BRUCE MCPHERSON AND CARS. Former Assemblyman, State Senator, candidate for Lt. Governor, co-owner of the Sentinel Bruce McPherson and his MG are shown here with his friend Brad Elliot. They're standing in front of the old Sentinel offices on August 30, 1965. That's where the two story parking structure now stands on Church Street near Cedar.

photo credit: Covello & Covello Historical photo collection, click for bigger version.
Additional information always welcome: email photo@brattononline.com

COAST HOTEL AND CONFERENCE CENTER, SOME MORE!! Articles on the Coast Hotel Conference Center abound everywhere. Good Times, the San Jose Mercury, the S.F. Chronicle and of course The Sentinel have all had a go at relating this saga. None of them bothered to go beneath the easy top story and tell that the $30 million dollars that the proponents want the city of Santa Cruz to get into debt for, really amounts to $66 million dollars if/when the city pays it back with interest in 30 years. So change the 30 year debt to $66 million, and then take that to the voters. There were no mentions made that Maggie Ivy of the Tourist Bureau and Ceil Cirillo of the Redevelopment Agency have been saying that this $66 million dollar debt is "not real money" and that it's something called "public money"!! No one mentioned that "some small coalition of business owners" had been paying former City Council member Don Lane $1200 to lobby for this Coast Hotel Conference Center. None of the articles mentioned that the present Dream Inn is non-conforming to existing codes and that the City Council's 4-3 vote to support the new Coast Hotel which, if built, would be even more non-conforming. All of this hassle, and the still unknown and never revealed expenses that the city has invested so far, could have been avoided if the City had acted openly and asked for input before plotting in secret with the hotel developers.

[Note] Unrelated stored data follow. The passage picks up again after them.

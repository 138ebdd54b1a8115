// File boundary: read fully, normalize fully, write fully.
//
// A file is only ever written when its normalized bytes differ from what is
// on disk, and the write goes through a sibling temporary file that is
// renamed over the original. An interrupted run therefore leaves every file
// either untouched or completely rewritten.

use crate::change::{content_hash, detect_change};
use crate::rules::RuleEngine;
use crate::types::{Document, FileFailure, FileReport, WriteMode};
use crate::NormalizeError;
use std::fs;
use std::io::Write;
use std::path::Path;

pub struct FileNormalizer<'a> {
    engine: &'a RuleEngine,
}

impl<'a> FileNormalizer<'a> {
    pub fn new(engine: &'a RuleEngine) -> Self {
        Self { engine }
    }

    /// Normalize one file. Failures are captured in the report, never raised.
    pub fn normalize_file(&self, path: &Path, mode: WriteMode) -> FileReport {
        match self.try_normalize_file(path, mode) {
            Ok(report) => report,
            Err(err) => {
                tracing::warn!("{}: {err}", path.display());
                failure_report(path, &err)
            }
        }
    }

    pub fn try_normalize_file(&self, path: &Path, mode: WriteMode) -> Result<FileReport, NormalizeError> {
        let raw = fs::read(path).map_err(|e| NormalizeError::io(path, e))?;
        let document = Document::from_bytes(&raw)?;
        let result = self.engine.normalize(&document)?;

        let output = result.output_text.as_bytes();
        let changed = detect_change(&raw, output);

        if changed && mode == WriteMode::Write {
            write_atomic(path, output)?;
            tracing::info!(iterations = result.iterations, "rewrote {}", path.display());
        } else if changed {
            tracing::debug!("{} needs normalization", path.display());
        } else {
            tracing::debug!("{} already normalized", path.display());
        }

        Ok(FileReport {
            path: path.to_path_buf(),
            changed,
            converged: result.converged,
            iterations: result.iterations,
            applied_rules: result.applied_rules,
            line_ending: Some(document.line_ending),
            content_hash: Some(content_hash(output)),
            error: None,
        })
    }
}

pub(crate) fn failure_report(path: &Path, err: &NormalizeError) -> FileReport {
    let iterations = match err {
        NormalizeError::NonConvergence { iterations, .. } => *iterations,
        _ => 0,
    };
    FileReport {
        path: path.to_path_buf(),
        changed: false,
        converged: false,
        iterations,
        applied_rules: Vec::new(),
        line_ending: None,
        content_hash: None,
        error: Some(FileFailure::from(err)),
    }
}

/// Replace `path` with `bytes` via a temporary file in the same directory.
/// The temporary file is removed on every error path when it is dropped.
fn write_atomic(path: &Path, bytes: &[u8]) -> Result<(), NormalizeError> {
    let io_err = |e| NormalizeError::io(path, e);
    let dir = match path.parent() {
        Some(parent) if !parent.as_os_str().is_empty() => parent,
        _ => Path::new("."),
    };
    let permissions = fs::metadata(path).map_err(io_err)?.permissions();

    let mut tmp = tempfile::Builder::new()
        .prefix(".mdnorm-")
        .suffix(".tmp")
        .tempfile_in(dir)
        .map_err(io_err)?;
    tmp.write_all(bytes).map_err(io_err)?;
    tmp.as_file().sync_all().map_err(io_err)?;
    fs::set_permissions(tmp.path(), permissions).map_err(io_err)?;
    tmp.persist(path).map_err(|e| io_err(e.error))?;
    Ok(())
}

THREE CHEERS AND CONGRATULATIONS. City Council members Emily Reilly, Tim Fitzmaurice and Ed Porter must have faced pressures nearly beyond belief to vote No or slow down Mayor Mike Rotkin's railroading of the Coast Hotel Conference Center. They listened to what the nearby neighbors in Clear View Court had to say, they listened to what the Sierra Club stated, they acted on what they knew to be the will of the people is and what the people will say and how they will vote when the referendum gives them that chance. Congratulations, and thanks from all of us for your courage and wisdom and sense of standing up for what you know to be right and fair.

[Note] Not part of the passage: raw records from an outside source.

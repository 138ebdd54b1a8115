// Change detection
//
// Comparison is byte-exact and happens on re-encoded output, so a CRLF file
// that the rules left alone compares equal to its source even though the
// rules themselves worked on LF text.

use sha2::{Digest, Sha256};

/// True when `output` differs from `original` in any byte
pub fn detect_change(original: &[u8], output: &[u8]) -> bool {
    original != output
}

/// Hex SHA-256 of file content, for reports
pub fn content_hash(bytes: &[u8]) -> String {
    let mut hasher = Sha256::new();
    hasher.update(bytes);
    format!("{:x}", hasher.finalize())
}

#[cfg(test)]
mod tests {
    use super::*;
    use crate::{Document, RuleEngine};

    #[test]
    fn test_identical_bytes_unchanged() {
        assert!(!detect_change(b"# A\n", b"# A\n"));
        assert!(detect_change(b"# A\n", b"# A\r\n"));
    }

    #[test]
    fn test_clean_crlf_document_is_unchanged() {
        let raw = b"# Title\r\n\r\nText\r\n";
        let doc = Document::from_bytes(raw).unwrap();
        let result = RuleEngine::default().normalize(&doc).unwrap();
        assert!(!detect_change(raw, result.output_text.as_bytes()));
        assert!(!result.changed);
    }

    #[test]
    fn test_hash_consistency() {
        assert_eq!(content_hash(b"abc"), content_hash(b"abc"));
        assert_ne!(content_hash(b"abc"), content_hash(b"abd"));
        assert_eq!(content_hash(b"").len(), 64);
    }
}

OUR SAD NEW CITY COUNCIL MEMBERS. I don't think many Santa Cruzans ever had much hope Tony Madrigal would vote any other way than his much hyped so called pro-union pose on the Coast Hotel Convention Center, but Ryan Coonerty was another matter. Environmentalists, planners, former city council members, and citizens from every point of view supported him, hoping against hope that he would buck the LOBA backing and vote for at least slowing down the Coast Hotel plot. But like Madrigal, Coonerty too voted with his small, but dedicated group of business backers who stand to make huge profits if this conference hotel should go through. Coonerty's puny mitigations remind me of the last city council asking Louie Rittenhouse if he'd have room to park bicycles in his mythical building at Church and Pacific before giving him a 7-0 support vote plus another extension so he could continue his search for investors. What's sad about Coonerty and Madrigal's support in racing this hotel scheme past the voters is that they voted as tools for their self interest groups. They did not represent the people they were elected to serve. The referendum will prove to the new kids they made a mistake, and it'll give all the voters the chance to tell the entire City Council and all those newspapers, that this hotel plan needs and deserves better planning, or it needs to be stopped.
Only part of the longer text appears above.